There are many people around the world that swear by the ‘five-second rule’, an urban myth that says virtually any food dropped on the floor is safe from germs for up to five seconds. Presumably, the bacteria’s tiny feet need at least this as much time to reach their prey.
It’s not clear who started this superstition. Some say the great Genghis Khan himself started it after he declared the 12 to 20 hour rule for eating food from the ground. It turned into five seconds pretty fast.
While researching the five-second rule, I came about a 2003 survey conducted at the University of Illinois which concluded 70 percent of women and 56 percent of men had knowledge of this superstition. This tells me that potentially millions of people might take this literally. That’s bad because not one but quite a couple of studies have shown time and time again why the five-second rule is simply untrue.
The most recent study to tackle the myth was published in the journal Applied and Environmental Microbiology by Professor Donald W. Schaffner and colleagues at Rutgers University in New Jersey. The team tested four surfaces (stainless steel, ceramic tile, wood and carpet), against four types of foods (cut watermelon, bread, buttered bread and strawberry gummy candy) which were dropped from a distance of five inches and left on the ground for either less than a second, five, 30, and 300 seconds. This led to a total of 128 possible combinations of floor surface, type of food and time.
To spice things up, the different floor surfaces were sprayed with a bacterium related to salmonella.

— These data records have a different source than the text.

/// Rectangle with neighbor edges pushed `step` past each neighbor
fn neighbor_bounds(
    slot: RotationSlot,
    target: SlotEntry,
    left: Option<SlotEntry>,
    right: Option<SlotEntry>,
    counterpart: Option<SlotEntry>,
    step: Tolerance,
    exempt: bool,
) -> CoordinateBounds {
    let mut bounds = absolute_bounds(target.is_server);

    if let Some(left) = left.filter(|e| e.position.is_finite()) {
        bounds.min_x = bounds
            .min_x
            .max(step.apply(left.position.x, ToleranceDirection::Max));
    }

    if let Some(right) = right.filter(|e| e.position.is_finite()) {
        bounds.max_x = bounds
            .max_x
            .min(step.apply(right.position.x, ToleranceDirection::Min));
    }

    if let Some(other) = counterpart.filter(|e| e.position.is_finite()) {
        if !exempt {
            if slot.is_front_row() {
                bounds.max_y = bounds
                    .max_y
                    .min(step.apply(other.position.y, ToleranceDirection::Min));
            } else {
                bounds.min_y = bounds
                    .min_y
                    .max(step.apply(other.position.y, ToleranceDirection::Max));
            }
        }
    }

    bounds
}

/// Shared bound arithmetic.
///
/// Each neighbor contributes its coordinate pushed one tolerance step in the
/// tightening direction; the result is intersected with the absolute bounds
/// for the target. Missing neighbors leave their direction unconstrained.
///
/// Court edges are inclusive. Neighbor edges are where the overlap rule
/// starts to fail, so a point exactly on one is already an overlap.
pub fn bounds_from_entries(
    slot: RotationSlot,
    target: SlotEntry,
    left: Option<SlotEntry>,
    right: Option<SlotEntry>,
    counterpart: Option<SlotEntry>,
    tol: Tolerance,
) -> CoordinateBounds {
    let exempt = counterpart.map_or(false, |other| column_exempt(target, other, tol));
    neighbor_bounds(slot, target, left, right, counterpart, tol, exempt)
}

/// A slot's own entry and the entries of the players it is compared with
#[derive(Debug, Clone, Copy)]
struct Surroundings {
    target: SlotEntry,
    left: Option<SlotEntry>,
    right: Option<SlotEntry>,
    counterpart: Option<SlotEntry>,
}

impl Surroundings {
    fn exempt_at(&self, position: Point, tol: Tolerance) -> bool {
        match self.counterpart {
            Some(other) => column_exempt(self.target.moved_to(position), other, tol),
            None => false,
        }
    }

    fn bounds(&self, slot: RotationSlot, step: Tolerance, exempt: bool) -> CoordinateBounds {
        neighbor_bounds(
            slot,
            self.target,
            self.left,
            self.right,
            self.counterpart,
            step,
            exempt,
        )
    }
}

/// Straightforward calculator: looks each neighbor up in the snapshot
#[derive(Debug, Clone, Copy, Default)]
pub struct ConstraintCalculator {
    tolerance: Tolerance,
}

impl ConstraintCalculator {
    pub fn new(tolerance: Tolerance) -> Self {
        Self { tolerance }
    }

    pub fn from_config(config: &EngineConfig) -> Self {
        Self::new(Tolerance::new(config.tolerance))
    }

    pub fn tolerance(&self) -> Tolerance {
        self.tolerance
    }

    fn find(players: &[PlayerState], slot: RotationSlot) -> Option<SlotEntry> {
        players
            .iter()
            .find(|p| p.slot == slot.number())
            .map(SlotEntry::from_player)
    }

    fn surroundings(players: &[PlayerState], slot: RotationSlot) -> Option<Surroundings> {
        Some(Surroundings {
            target: Self::find(players, slot)?,
            left: slot.adjacent_left().and_then(|s| Self::find(players, s)),
            right: slot.adjacent_right().and_then(|s| Self::find(players, s)),
            counterpart: Self::find(players, slot.row_counterpart()),
        })
    }

    /// Legal rectangle for `slot` given everyone else where they are now.
    ///
    /// The server exemption follows where the server stands now. A server in
    /// the service zone gets no column bound, so dragging it forward past its
    /// front-row counterpart is not caught here; re-validate after moving the
    /// server, or use `is_position_allowed` for the exact answer.
    pub fn bounds_for(&self, players: &[PlayerState], slot: RotationSlot) -> CoordinateBounds {
        let Some(around) = Self::surroundings(players, slot) else {
            tracing::warn!(slot = slot.number(), "slot missing from snapshot, using court bounds");
            return COURT_BOUNDS;
        };

        let exempt = around.exempt_at(around.target.position, self.tolerance);
        let bounds = around.bounds(slot, self.tolerance, exempt);

        tracing::trace!(slot = slot.number(), ?bounds, "bounds computed");
        bounds
    }

    pub fn bounds_for_all(&self, players: &[PlayerState]) -> BoundsTable {
        BoundsTable(RotationSlot::ALL.map(|slot| self.bounds_for(players, slot)))
    }

    /// Whether moving `slot` to `point` keeps every pair it belongs to legal.
    ///
    /// Uses the same predicates as the validator, so neighbor edges are
    /// exclusive and the exemption is judged at `point`. Court edges stay
    /// inclusive.
    pub fn is_position_allowed(
        &self,
        players: &[PlayerState],
        slot: RotationSlot,
        point: Point,
    ) -> bool {
        if !point.is_finite() {
            return false;
        }
        let Some(around) = Self::surroundings(players, slot) else {
            return COURT_BOUNDS.contains_strict(point);
        };
        if !absolute_bounds(around.target.is_server).contains_strict(point) {
            return false;
        }

        let tol = self.tolerance;
        let finite = |e: &SlotEntry| e.position.is_finite();

        if let Some(left) = around.left.filter(finite) {
            if OrderingValidator::row_pair_violated(left.position, point, tol) {
                return false;
            }
        }
        if let Some(right) = around.right.filter(finite) {
            if OrderingValidator::row_pair_violated(point, right.position, tol) {
                return false;
            }
        }
        match around.counterpart.filter(finite) {
            Some(_) if around.exempt_at(point, tol) => true,
            Some(other) if slot.is_front_row() => {
                !OrderingValidator::column_pair_violated(point, other.position, tol)
            }
            Some(other) => !OrderingValidator::column_pair_violated(other.position, point, tol),
            None => true,
        }
    }

    /// Nearest position to `point` that `is_position_allowed` accepts.
    ///
    /// Clamps exactly, with neighbor edges inset by a hair so the result
    /// clears each neighbor by more than the tolerance. Falls back to the
    /// court bounds when the slot is missing. When the neighbors already
    /// overlap each other there is no legal position and the result sits on
    /// the tighter edge.
    pub fn clamp_position(
        &self,
        players: &[PlayerState],
        slot: RotationSlot,
        point: Point,
    ) -> Point {
        let Some(around) = Self::surroundings(players, slot) else {
            return COURT_BOUNDS.clamp_strict(point);
        };

        let tol = self.tolerance;
        let step = Tolerance::new(tol.eps() + CLAMP_MARGIN);
        let exempt_now = around.exempt_at(around.target.position, tol);
        let clamped = around.bounds(slot, step, exempt_now).clamp_strict(point);

        // A server pulled out of the service zone loses its exemption
        if exempt_now && !around.exempt_at(clamped, tol) {
            return around.bounds(slot, step, false).clamp_strict(point);
        }
        clamped
    }
}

In the end, after about 2,560 measurements were completed, the researchers found the five-second rule can be debunked since even a fraction of a second is enough for bacteria to colonize your butter toast. There’s a half-truth linked to it, though. The researchers found the longer the food was in contact with the floor, the more bacteria were transferred.
What’s most interesting, perhaps, is that the time food spent on the floor wasn’t the most important factor for bacterial colonization. Rather, a combination of type of food and surface were far more important.

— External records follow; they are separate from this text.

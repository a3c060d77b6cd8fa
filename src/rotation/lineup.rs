//! Strictly-constructed six-player lineup

use crate::core::error::{OverlapError, Result};
use crate::core::types::{PlayerState, Point, RotationSlot};
use crate::validation::structural::StructuralValidator;

/// Six players keyed by slot.
///
/// Construction enforces the permutation invariant (slots 1-6, each once),
/// exactly one server, and finite coordinates. Once built, slot lookups
/// cannot fail.
#[derive(Debug, Clone, PartialEq)]
pub struct Lineup {
    players: [PlayerState; 6],
}

impl Lineup {
    pub fn new(players: Vec<PlayerState>) -> Result<Self> {
        let problems = StructuralValidator::validate(&players);
        if !problems.is_empty() {
            let messages: Vec<String> = problems.into_iter().map(|v| v.message).collect();
            return Err(OverlapError::InvalidLineup(messages.join("; ")));
        }

        Self::from_checked(players).ok_or_else(|| {
            OverlapError::InvalidLineup("slots do not form a permutation of 1-6".into())
        })
    }

    /// Build from players that already passed structural validation
    pub(crate) fn from_checked(mut players: Vec<PlayerState>) -> Option<Self> {
        players.sort_by_key(|p| p.slot);
        let players: [PlayerState; 6] = players.try_into().ok()?;
        Some(Self { players })
    }

    pub fn player(&self, slot: RotationSlot) -> &PlayerState {
        &self.players[slot.index()]
    }

    pub fn position(&self, slot: RotationSlot) -> Point {
        self.players[slot.index()].position()
    }

    pub fn server(&self) -> &PlayerState {
        // Construction guarantees exactly one server
        self.players
            .iter()
            .find(|p| p.is_server)
            .unwrap_or(&self.players[0])
    }

    pub fn server_slot(&self) -> RotationSlot {
        self.server()
            .rotation_slot()
            .unwrap_or(RotationSlot::RightBack)
    }

    /// Players in slot order 1..6
    pub fn players(&self) -> &[PlayerState] {
        &self.players
    }

    pub fn iter(&self) -> impl Iterator<Item = (RotationSlot, &PlayerState)> {
        RotationSlot::ALL.into_iter().zip(self.players.iter())
    }

    /// Copy of this lineup with one player moved
    pub fn with_position(&self, slot: RotationSlot, point: Point) -> Lineup {
        let mut players = self.players.clone();
        players[slot.index()].x = point.x;
        players[slot.index()].y = point.y;
        Lineup { players }
    }

    pub fn into_players(self) -> Vec<PlayerState> {
        self.players.into()
    }
}

impl TryFrom<Vec<PlayerState>> for Lineup {
    type Error = OverlapError;

    fn try_from(players: Vec<PlayerState>) -> Result<Self> {
        Lineup::new(players)
    }
}
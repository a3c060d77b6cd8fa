//! Caller-owned result caches keyed by lineup content
//!
//! Keys are the full canonical content of the snapshot, so two lineups share
//! an entry only when every field that can affect the result is identical.
//! Player order in the input does not matter.

use super::calculator::BoundsTable;
use super::optimized::OptimizedConstraintCalculator;
use crate::core::types::{PlayerState, Role};
use crate::spatial::tolerance::Tolerance;
use crate::validation::{OverlapResult, OverlapValidator};
use ahash::AHashMap;
use std::collections::VecDeque;
use std::hash::BuildHasher;

#[derive(Debug, Clone, PartialEq, Eq, PartialOrd, Ord, Hash)]
struct FingerprintEntry {
    slot: u8,
    x_bits: u64,
    y_bits: u64,
    is_server: bool,
    role: Role,
    id: String,
    display_name: String,
}

/// Order-independent content key for a lineup snapshot
#[derive(Debug, Clone, PartialEq, Eq, Hash)]
pub struct LineupFingerprint {
    tolerance_bits: u64,
    entries: Vec<FingerprintEntry>,
}

impl LineupFingerprint {
    pub fn new(players: &[PlayerState], tol: Tolerance) -> Self {
        let mut entries: Vec<FingerprintEntry> = players
            .iter()
            .map(|p| FingerprintEntry {
                slot: p.slot,
                x_bits: p.x.to_bits(),
                y_bits: p.y.to_bits(),
                is_server: p.is_server,
                role: p.role,
                id: p.id.clone(),
                display_name: p.display_name.clone(),
            })
            .collect();
        entries.sort();

        Self {
            tolerance_bits: tol.eps().to_bits(),
            entries,
        }
    }

    /// Stable 64-bit digest, for logging
    pub fn digest(&self) -> u64 {
        ahash::RandomState::with_seeds(0x5eed, 0x0ff5, 0x1a7e, 0xc0de).hash_one(self)
    }
}

/// Bounded map with oldest-first eviction and hit counters
#[derive(Debug)]
struct ResultCache<V> {
    capacity: usize,
    entries: AHashMap<LineupFingerprint, V>,
    order: VecDeque<LineupFingerprint>,
    hits: u64,
    misses: u64,
}

impl<V: Clone> ResultCache<V> {
    fn new(capacity: usize) -> Self {
        Self {
            capacity: capacity.max(1),
            entries: AHashMap::new(),
            order: VecDeque::new(),
            hits: 0,
            misses: 0,
        }
    }

    fn get_or_insert_with(&mut self, key: LineupFingerprint, compute: impl FnOnce() -> V) -> V {
        if let Some(value) = self.entries.get(&key) {
            self.hits += 1;
            tracing::trace!(digest = key.digest(), "cache hit");
            return value.clone();
        }

        self.misses += 1;
        tracing::trace!(digest = key.digest(), "cache miss");
        let value = compute();

        while self.entries.len() >= self.capacity {
            match self.order.pop_front() {
                Some(oldest) => {
                    self.entries.remove(&oldest);
                }
                None => break,
            }
        }
        self.order.push_back(key.clone());
        self.entries.insert(key, value.clone());
        value
    }

    fn clear(&mut self) {
        self.entries.clear();
        self.order.clear();
    }

    fn stats(&self) -> CacheStats {
        CacheStats {
            entries: self.entries.len(),
            hits: self.hits,
            misses: self.misses,
        }
    }
}

#[derive(Debug, Clone, Copy, PartialEq, Eq, Default)]
pub struct CacheStats {
    pub entries: usize,
    pub hits: u64,
    pub misses: u64,
}

/// Memoizes `OverlapValidator::validate`
#[derive(Debug)]
pub struct ValidationCache {
    inner: ResultCache<OverlapResult>,
}

impl ValidationCache {
    pub fn new(capacity: usize) -> Self {
        Self {
            inner: ResultCache::new(capacity),
        }
    }

    pub fn validate(
        &mut self,
        validator: &OverlapValidator,
        players: &[PlayerState],
    ) -> OverlapResult {
        let key = LineupFingerprint::new(players, validator.tolerance());
        self.inner.get_or_insert_with(key, || validator.validate(players))
    }

    pub fn clear(&mut self) {
        self.inner.clear();
    }

    pub fn stats(&self) -> CacheStats {
        self.inner.stats()
    }
}

/// Memoizes `OptimizedConstraintCalculator::bounds_for_all`
#[derive(Debug)]
pub struct BoundsCache {
    inner: ResultCache<BoundsTable>,
}

impl BoundsCache {
    pub fn new(capacity: usize) -> Self {
        Self {
            inner: ResultCache::new(capacity),
        }
    }

    pub fn bounds_for_all(
        &mut self,
        calculator: &OptimizedConstraintCalculator,
        players: &[PlayerState],
    ) -> BoundsTable {
        let key = LineupFingerprint::new(players, calculator.tolerance());
        self.inner.get_or_insert_with(key, || calculator.bounds_for_all(players))
    }

    pub fn clear(&mut self) {
        self.inner.clear();
    }

    pub fn stats(&self) -> CacheStats {
        self.inner.stats()
    }
}
//! Volley Overlap - volleyball overlap-rule validation engine
//!
//! Pure, synchronous checks of a six-player lineup at the moment of serve,
//! plus per-slot drag bounds for interactive editors.

pub mod constraints;
pub mod core;
pub mod rotation;
pub mod spatial;
pub mod validation;

pub use crate::constraints::{ConstraintCalculator, OptimizedConstraintCalculator};
pub use crate::core::{EngineConfig, OverlapError, PlayerState, Point, Role, RotationSlot};
pub use crate::rotation::Lineup;
pub use crate::spatial::{CoordinateBounds, Tolerance};
pub use crate::validation::{OverlapResult, OverlapValidator, Violation, ViolationCode};
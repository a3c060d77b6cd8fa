//! Tolerance-aware comparisons for court coordinates
//!
//! Rule checks never compare raw coordinates with `<` or `>`. Everything goes
//! through a `Tolerance` so the official slack is applied uniformly and
//! changing it is a one-constant change.

use crate::core::error::{OverlapError, Result};
use crate::core::types::Point;
use crate::spatial::coordinates::COURT_TOLERANCE;
use serde::{Deserialize, Serialize};
use std::cmp::Ordering;

/// Which side of a value the slack is applied on
#[derive(Debug, Clone, Copy, PartialEq, Eq, Serialize, Deserialize)]
#[serde(rename_all = "lowercase")]
pub enum ToleranceDirection {
    /// `value - eps`
    Min,
    /// `value + eps`
    Max,
}

/// Epsilon used for coordinate comparisons (meters)
#[derive(Debug, Clone, Copy, PartialEq, Serialize, Deserialize)]
#[serde(transparent)]
pub struct Tolerance(pub f64);

impl Default for Tolerance {
    fn default() -> Self {
        Tolerance(COURT_TOLERANCE)
    }
}

impl Tolerance {
    pub fn new(eps: f64) -> Self {
        Tolerance(eps)
    }

    #[inline]
    pub fn eps(self) -> f64 {
        self.0
    }

    /// `|a - b| <= eps`
    #[inline]
    pub fn is_equal(self, a: f64, b: f64) -> bool {
        (a - b).abs() <= self.0
    }

    /// Strictly less, beyond tolerance: `a < b - eps`
    #[inline]
    pub fn is_less(self, a: f64, b: f64) -> bool {
        a < b - self.0
    }

    /// Strictly greater, beyond tolerance: `a > b + eps`
    #[inline]
    pub fn is_greater(self, a: f64, b: f64) -> bool {
        a > b + self.0
    }

    #[inline]
    pub fn is_less_or_equal(self, a: f64, b: f64) -> bool {
        !self.is_greater(a, b)
    }

    #[inline]
    pub fn is_greater_or_equal(self, a: f64, b: f64) -> bool {
        !self.is_less(a, b)
    }

    /// Three-way comparison using the same thresholds as `is_less` / `is_greater`
    pub fn compare(self, a: f64, b: f64) -> Ordering {
        if self.is_less(a, b) {
            Ordering::Less
        } else if self.is_greater(a, b) {
            Ordering::Greater
        } else {
            Ordering::Equal
        }
    }

    pub fn apply(self, value: f64, direction: ToleranceDirection) -> f64 {
        match direction {
            ToleranceDirection::Min => value - self.0,
            ToleranceDirection::Max => value + self.0,
        }
    }

    /// Inclusive range test, widened by eps on both ends
    pub fn is_within_range(self, value: f64, min: f64, max: f64) -> bool {
        self.is_greater_or_equal(value, min) && self.is_less_or_equal(value, max)
    }

    /// Clamp to `[min, max]`, leaving values within eps of a bound untouched
    pub fn clamp(self, value: f64, min: f64, max: f64) -> f64 {
        if self.is_within_range(value, min, max) {
            value
        } else if value < min {
            min
        } else {
            max
        }
    }

    pub fn points_equal(self, a: Point, b: Point) -> bool {
        self.is_equal(a.x, b.x) && self.is_equal(a.y, b.y)
    }
}

/// Half-up rounding to `digits` decimal places
pub fn round_to_precision(value: f64, digits: u32) -> f64 {
    let factor = 10f64.powi(digits as i32);
    (value * factor + 0.5).floor() / factor
}

/// Candidate nearest to `target` by absolute distance; first wins on ties
pub fn find_closest(target: f64, candidates: &[f64]) -> Result<f64> {
    let mut iter = candidates.iter().copied();
    let first = iter.next().ok_or(OverlapError::EmptyCandidates)?;

    Ok(iter.fold(first, |best, candidate| {
        if (candidate - target).abs() < (best - target).abs() {
            candidate
        } else {
            best
        }
    }))
}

“The risk of illness resulting from deciding to consume food that has fallen on the floor will depend on factors including prevalence, concentration and type of organism; the nature of the food (especially moisture); the nature of the surface; as well as the length of time the food is in contact with the surface,” the researchers wrote in their paper.

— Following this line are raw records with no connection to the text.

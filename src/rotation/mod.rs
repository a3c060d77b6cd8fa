//! Rotation topology and lineups

pub mod lineup;
pub mod neighbors;

pub use lineup::Lineup;
pub use neighbors::{
    column_of, is_back_row, is_front_row, left_neighbor_of, neighbors_of, right_neighbor_of,
    row_counterpart_of, row_of, row_slots, slot_at, Column, Neighbors, Row, BACK_ROW, FRONT_ROW,
};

For instance, watermelon, being juicy and moist, drew the highest rate of contamination and the gummy candy the least. As for the floor, carpet surprisingly had the lowest rate of bacterial transfer when compared to tile and stainless steel.
“I will tell you on the record that I’ve eaten food off the floor,” Schaffer told the New York times.“If I were to drop a piece of watermelon on my relatively clean kitchen floor, I’m telling you, man, it’s going in the compost,” he added.